MAURITIUS off Rotterdam.
August 26, 1601
Watercolor 14" x 21"
By 1595 the Dutch fleet was ten times the size of Portugal's, and they were ready to challenge for control of the spice trade. In that year four Dutch ships under the command of Cornelis de Houtman made it to the Spice Islands via the Cape of Good Hope, traded for a fortune in spices, and three of the four ships returned safely to the Netherlands two years later. In 1598, buoyed by Houtman’s success, Dutch merchants sent thirteen ships back around the Cape of Good Hope, and two other expeditions tested the route through the Straits of Magellan. The first fleet of five ships gave up after transiting the straits and returned home. The second fleet of four ships under the command of Oliver Van Noort, fought its way through and tried to imitate Drakes success against the Spanish on the west coast of South America.
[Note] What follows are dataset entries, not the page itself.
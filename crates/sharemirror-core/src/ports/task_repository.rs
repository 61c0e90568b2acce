//! Task repository port (driven/secondary port)
//!
//! This module defines the interface for persisting accounts, tasks and
//! the append-only task log.
//!
//! ## Design Notes
//!
//! - Uses `anyhow::Result` because storage errors are adapter-specific.
//! - `save_*` methods upsert; the caller keeps ownership of the entity.
//! - Task logs are write-once; there is no update or delete besides the
//!   cascade when a task is removed.

use crate::domain::{Account, AccountId, Task, TaskId, TaskLog, TaskStatus};

/// Port trait for persistent task storage
#[async_trait::async_trait]
pub trait ITaskRepository: Send + Sync {
    // --- Account operations ---

    /// Saves an account (insert or update)
    async fn save_account(&self, account: &Account) -> anyhow::Result<()>;

    /// Retrieves an account by its ID
    async fn get_account(&self, id: &AccountId) -> anyhow::Result<Option<Account>>;

    /// Lists all accounts, oldest first
    async fn list_accounts(&self) -> anyhow::Result<Vec<Account>>;

    /// Removes an account; returns false if it did not exist
    async fn remove_account(&self, id: &AccountId) -> anyhow::Result<bool>;

    // --- Task operations ---

    /// Saves a task (insert or update)
    async fn save_task(&self, task: &Task) -> anyhow::Result<()>;

    /// Retrieves a task by its ID
    async fn get_task(&self, id: &TaskId) -> anyhow::Result<Option<Task>>;

    /// Lists all tasks, newest first
    async fn list_tasks(&self) -> anyhow::Result<Vec<Task>>;

    /// Lists tasks whose status is one of `statuses`, oldest first
    async fn find_tasks_by_status(&self, statuses: &[TaskStatus]) -> anyhow::Result<Vec<Task>>;

    /// Removes a task and its log; returns false if it did not exist
    async fn remove_task(&self, id: &TaskId) -> anyhow::Result<bool>;

    // --- Task log operations ---

    /// Appends a log entry
    async fn append_log(&self, entry: &TaskLog) -> anyhow::Result<()>;

    /// Most recent log entries across all tasks, newest first
    async fn recent_logs(&self, limit: u32) -> anyhow::Result<Vec<TaskLog>>;

    /// All log entries of one task, newest first
    async fn logs_for_task(&self, id: &TaskId) -> anyhow::Result<Vec<TaskLog>>;
}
This expedition found little to plunder and headed west across the Pacific. By this time, 1600 AD, only Van Noort’s ship MAURITIUS and a smaller consort remained of the fleet, and the smaller ship was lost to Spanish galleons in the Phillipines. Bloodied after the battle, and with only a few men left, the MAURITIUS crossed the Indian Ocean, rounded the Cape of Good Hope, and arrived back in Amsterdam on August 26, 1601. Van Noort was the first Dutch Navigator to circumnavigate the world, and only the fourth of any nation to do so.
The MAURITIUS is pictured in the English Channel off the entrance to Rotterdam at the time of her arrival on August 26, 1601.